**What is required**
Your answer should consist of the lines below that hold the word "bool".

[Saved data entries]
_____

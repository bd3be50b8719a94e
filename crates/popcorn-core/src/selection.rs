use crate::keys::{KeyListeners, Listener, Subscription};
use crate::storage::KeyValueStore;
use crate::watched::{StoreError, WatchedStore, WriteStatus};
use popcorn_models::{ModelError, MovieDetail, UserRating, WatchedEntry};
use popcorn_sources::SourceError;
use std::fmt;
use thiserror::Error;
use tracing::{debug, info, warn};

#[derive(Debug, Clone, PartialEq, Eq)]
pub enum DetailFailure {
    Transport,
    NotFound(String),
}

impl fmt::Display for DetailFailure {
    fn fmt(&self, f: &mut fmt::Formatter<'_>) -> fmt::Result {
        match self {
            DetailFailure::Transport => f.write_str("Something went wrong with fetching movie details."),
            DetailFailure::NotFound(message) => f.write_str(message),
        }
    }
}

#[derive(Debug, Clone, PartialEq)]
pub enum DetailState {
    Loading,
    Loaded(MovieDetail),
    /// Terminal for this open session; not retried.
    Failed(DetailFailure),
}

#[derive(Debug, Clone, PartialEq)]
pub struct OpenMovie {
    pub id: String,
    pub detail: DetailState,
    pub pending_rating: Option<UserRating>,
}

impl OpenMovie {
    pub fn loaded_detail(&self) -> Option<&MovieDetail> {
        match &self.detail {
            DetailState::Loaded(detail) => Some(detail),
            _ => None,
        }
    }
}

#[derive(Debug, Clone, PartialEq)]
pub enum SelectionState {
    None,
    Open(OpenMovie),
}

#[derive(Debug, Clone, PartialEq, Eq)]
pub struct DetailTicket {
    pub generation: u64,
    pub id: String,
}

#[derive(Debug, Clone, Error, PartialEq)]
pub enum SelectionError {
    #[error("no movie is open")]
    NotOpen,

    #[error("movie details have not loaded")]
    DetailNotLoaded,

    #[error("rating {0} is outside 1-10")]
    InvalidRating(u8),

    #[error("you already rated this movie {0}")]
    AlreadyWatched(UserRating),

    #[error("set a rating before adding the movie")]
    NoRating,

    #[error(transparent)]
    Runtime(#[from] ModelError),

    #[error(transparent)]
    Store(#[from] StoreError),
}

/// Outcome of a successful commit.
#[derive(Debug, Clone, PartialEq)]
pub struct Committed {
    pub entry: WatchedEntry,
    pub write: WriteStatus,
}

/// Which movie, if any, is open in the detail view.
pub struct SelectionController {
    state: SelectionState,
    generation: u64,
    keys: KeyListeners,
    escape_listener: Option<Subscription>,
}

impl SelectionController {
    pub fn new(keys: &KeyListeners) -> Self {
        Self {
            state: SelectionState::None,
            generation: 0,
            keys: keys.clone(),
            escape_listener: None,
        }
    }

    pub fn state(&self) -> &SelectionState {
        &self.state
    }

    pub fn open(&self) -> Option<&OpenMovie> {
        match &self.state {
            SelectionState::Open(open) => Some(open),
            SelectionState::None => None,
        }
    }

    pub fn selected_id(&self) -> Option<&str> {
        self.open().map(|open| open.id.as_str())
    }

    pub fn is_open(&self) -> bool {
        self.open().is_some()
    }

    /// Open `id`, superseding whatever was open or loading before.
    pub fn select(&mut self, id: impl Into<String>) -> DetailTicket {
        let id = id.into();
        self.generation += 1;
        debug!(generation = self.generation, id = %id, "Opening movie");

        self.state = SelectionState::Open(OpenMovie {
            id: id.clone(),
            detail: DetailState::Loading,
            pending_rating: None,
        });
        if self.escape_listener.is_none() {
            self.escape_listener = Some(self.keys.subscribe(Listener::CloseDetail));
        }

        DetailTicket {
            generation: self.generation,
            id,
        }
    }

    pub fn close(&mut self) {
        if self.is_open() {
            debug!("Closing movie {:?}", self.selected_id());
        }
        self.state = SelectionState::None;
        self.escape_listener = None;
        // Responses still in flight for the closed movie must not reopen it
        self.generation += 1;
    }

    /// Apply a detail response. Returns `false` when it was stale and ignored.
    pub fn apply(&mut self, ticket: &DetailTicket, outcome: Result<MovieDetail, SourceError>) -> bool {
        let open = match &mut self.state {
            SelectionState::Open(open) if ticket.generation == self.generation => open,
            _ => {
                debug!(id = %ticket.id, "Ignoring stale detail response");
                return false;
            }
        };

        open.detail = match outcome {
            Ok(detail) => DetailState::Loaded(detail),
            Err(SourceError::NotFound(message)) => {
                info!(id = %ticket.id, "Movie details not found: {}", message);
                DetailState::Failed(DetailFailure::NotFound(message))
            }
            Err(e) => {
                warn!(id = %ticket.id, "Failed to fetch movie details: {}", e);
                DetailState::Failed(DetailFailure::Transport)
            }
        };
        true
    }

    /// The stored rating when the open movie is already in the watched list.
    pub fn watched_rating<S: KeyValueStore>(&self, watched: &WatchedStore<S>) -> Option<UserRating> {
        let id = self.selected_id()?;
        watched.get(id).map(|entry| entry.user_rating)
    }

    pub fn set_rating<S: KeyValueStore>(
        &mut self,
        value: u8,
        watched: &WatchedStore<S>,
    ) -> Result<UserRating, SelectionError> {
        if let Some(existing) = self.watched_rating(watched) {
            return Err(SelectionError::AlreadyWatched(existing));
        }
        let open = match &mut self.state {
            SelectionState::Open(open) => open,
            SelectionState::None => return Err(SelectionError::NotOpen),
        };
        if open.loaded_detail().is_none() {
            return Err(SelectionError::DetailNotLoaded);
        }

        let rating = UserRating::new(value).map_err(|_| SelectionError::InvalidRating(value))?;
        open.pending_rating = Some(rating);
        Ok(rating)
    }

    /// Add the open movie with its pending rating to `watched`, then close.
    ///
    /// On any error the view stays open with its rating intact.
    pub fn commit<S: KeyValueStore>(&mut self, watched: &mut WatchedStore<S>) -> Result<Committed, SelectionError> {
        if let Some(existing) = self.watched_rating(watched) {
            return Err(SelectionError::AlreadyWatched(existing));
        }
        let open = self.open().ok_or(SelectionError::NotOpen)?;
        let detail = open.loaded_detail().ok_or(SelectionError::DetailNotLoaded)?;
        let rating = open.pending_rating.ok_or(SelectionError::NoRating)?;

        let entry = WatchedEntry::from_detail(detail, rating)?;
        let write = watched.add(entry.clone())?;

        info!("Added {} ({}) rated {}", entry.title, entry.id, rating);
        self.close();
        Ok(Committed { entry, write })
    }
}

#[cfg(test)]
mod tests {
    use super::*;
    use crate::storage::MemoryStore;

    fn detail(id: &str, title: &str, runtime: &str, imdb: Option<f64>) -> MovieDetail {
        MovieDetail {
            id: id.to_string(),
            title: title.to_string(),
            year: "2010".to_string(),
            poster_url: "https://img.test/poster.jpg".to_string(),
            runtime: runtime.to_string(),
            imdb_rating: imdb,
            plot: String::new(),
            released: String::new(),
            actors: String::new(),
            director: String::new(),
            genre: String::new(),
        }
    }

    fn store() -> WatchedStore<MemoryStore> {
        WatchedStore::load(MemoryStore::new(), "watched")
    }

    fn open_loaded(selection: &mut SelectionController, d: MovieDetail) {
        let ticket = selection.select(d.id.clone());
        assert!(selection.apply(&ticket, Ok(d)));
    }

    #[test]
    fn test_select_moves_to_loading() {
        let keys = KeyListeners::new();
        let mut selection = SelectionController::new(&keys);
        let ticket = selection.select("tt1375666");

        assert_eq!(ticket.id, "tt1375666");
        let open = selection.open().unwrap();
        assert_eq!(open.detail, DetailState::Loading);
        assert_eq!(open.pending_rating, None);
    }

    #[test]
    fn test_commit_inception() {
        let keys = KeyListeners::new();
        let mut selection = SelectionController::new(&keys);
        let mut watched = store();
        open_loaded(&mut selection, detail("tt1375666", "Inception", "148 min", Some(8.8)));

        selection.set_rating(10, &watched).unwrap();
        let committed = selection.commit(&mut watched).unwrap();

        assert_eq!(committed.entry.title, "Inception");
        assert_eq!(committed.entry.runtime_minutes, 148);
        assert_eq!(committed.entry.imdb_rating, Some(8.8));
        assert_eq!(committed.entry.user_rating.get(), 10);
        assert_eq!(committed.write, WriteStatus::Persisted);
        assert_eq!(selection.state(), &SelectionState::None);
        assert!(watched.contains("tt1375666"));
    }

    #[test]
    fn test_unparsable_runtime_fails_commit_and_stays_open() {
        let keys = KeyListeners::new();
        let mut selection = SelectionController::new(&keys);
        let mut watched = store();
        open_loaded(&mut selection, detail("tt9", "Mystery", "N/A", None));

        selection.set_rating(7, &watched).unwrap();
        let err = selection.commit(&mut watched).unwrap_err();

        assert_eq!(err, SelectionError::Runtime(ModelError::InvalidRuntime("N/A".to_string())));
        assert!(watched.is_empty());
        let open = selection.open().unwrap();
        assert_eq!(open.pending_rating.map(UserRating::get), Some(7));
    }

    #[test]
    fn test_rating_bounds() {
        let keys = KeyListeners::new();
        let mut selection = SelectionController::new(&keys);
        let watched = store();
        open_loaded(&mut selection, detail("tt1", "One", "90 min", None));

        assert_eq!(selection.set_rating(0, &watched), Err(SelectionError::InvalidRating(0)));
        assert_eq!(selection.set_rating(11, &watched), Err(SelectionError::InvalidRating(11)));
        assert_eq!(selection.open().unwrap().pending_rating, None);
        assert_eq!(selection.set_rating(1, &watched).map(UserRating::get), Ok(1));
    }

    #[test]
    fn test_rating_requires_loaded_detail() {
        let keys = KeyListeners::new();
        let mut selection = SelectionController::new(&keys);
        let watched = store();

        assert_eq!(selection.set_rating(5, &watched), Err(SelectionError::NotOpen));
        selection.select("tt1");
        assert_eq!(selection.set_rating(5, &watched), Err(SelectionError::DetailNotLoaded));
    }

    #[test]
    fn test_commit_requires_rating() {
        let keys = KeyListeners::new();
        let mut selection = SelectionController::new(&keys);
        let mut watched = store();
        open_loaded(&mut selection, detail("tt1", "One", "90 min", None));

        assert_eq!(selection.commit(&mut watched), Err(SelectionError::NoRating));
        assert!(selection.is_open());
    }

    #[test]
    fn test_already_watched_exposes_read_only_rating() {
        let keys = KeyListeners::new();
        let mut selection = SelectionController::new(&keys);
        let mut watched = store();
        open_loaded(&mut selection, detail("tt1", "One", "90 min", Some(6.0)));
        selection.set_rating(6, &watched).unwrap();
        selection.commit(&mut watched).unwrap();

        open_loaded(&mut selection, detail("tt1", "One", "90 min", Some(6.0)));
        let stored = UserRating::new(6).unwrap();
        assert_eq!(selection.watched_rating(&watched), Some(stored));
        assert_eq!(selection.set_rating(9, &watched), Err(SelectionError::AlreadyWatched(stored)));
        assert_eq!(selection.commit(&mut watched), Err(SelectionError::AlreadyWatched(stored)));
        assert_eq!(watched.len(), 1);
    }

    #[test]
    fn test_slow_detail_for_previous_selection_is_ignored() {
        let keys = KeyListeners::new();
        let mut selection = SelectionController::new(&keys);

        let first = selection.select("tt0078748");
        let second = selection.select("tt0083658");

        assert!(selection.apply(&second, Ok(detail("tt0083658", "Blade Runner", "117 min", Some(8.1)))));
        assert!(!selection.apply(&first, Ok(detail("tt0078748", "Alien", "117 min", Some(8.5)))));

        let open = selection.open().unwrap();
        assert_eq!(open.id, "tt0083658");
        assert_eq!(open.loaded_detail().unwrap().title, "Blade Runner");
    }

    #[test]
    fn test_response_after_close_is_ignored() {
        let keys = KeyListeners::new();
        let mut selection = SelectionController::new(&keys);
        let ticket = selection.select("tt1");
        selection.close();

        assert!(!selection.apply(&ticket, Ok(detail("tt1", "One", "90 min", None))));
        assert_eq!(selection.state(), &SelectionState::None);
    }

    #[test]
    fn test_detail_failure_is_terminal() {
        let keys = KeyListeners::new();
        let mut selection = SelectionController::new(&keys);
        let ticket = selection.select("bogus");

        selection.apply(&ticket, Err(SourceError::NotFound("Incorrect IMDb ID.".to_string())));
        assert_eq!(
            selection.open().unwrap().detail,
            DetailState::Failed(DetailFailure::NotFound("Incorrect IMDb ID.".to_string()))
        );

        let ticket = selection.select("tt1");
        selection.apply(&ticket, Err(SourceError::Transport("reset".to_string())));
        let failure = match &selection.open().unwrap().detail {
            DetailState::Failed(failure) => failure.to_string(),
            other => panic!("unexpected detail state {:?}", other),
        };
        assert_eq!(failure, "Something went wrong with fetching movie details.");
    }

    #[test]
    fn test_escape_listener_only_while_open() {
        let keys = KeyListeners::new();
        let mut selection = SelectionController::new(&keys);
        assert_eq!(keys.count(Listener::CloseDetail), 0);

        for id in ["tt1", "tt2", "tt3"] {
            selection.select(id);
            assert_eq!(keys.count(Listener::CloseDetail), 1);
        }
        selection.close();
        assert_eq!(keys.count(Listener::CloseDetail), 0);

        selection.select("tt4");
        selection.close();
        selection.select("tt5");
        assert_eq!(keys.count(Listener::CloseDetail), 1);
    }
}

_____

**Result**
    pub fn is_open(&self) -> bool {
    pub fn apply(&mut self, ticket: &DetailTicket, outcome: Result<MovieDetail, SourceError>) -> bool {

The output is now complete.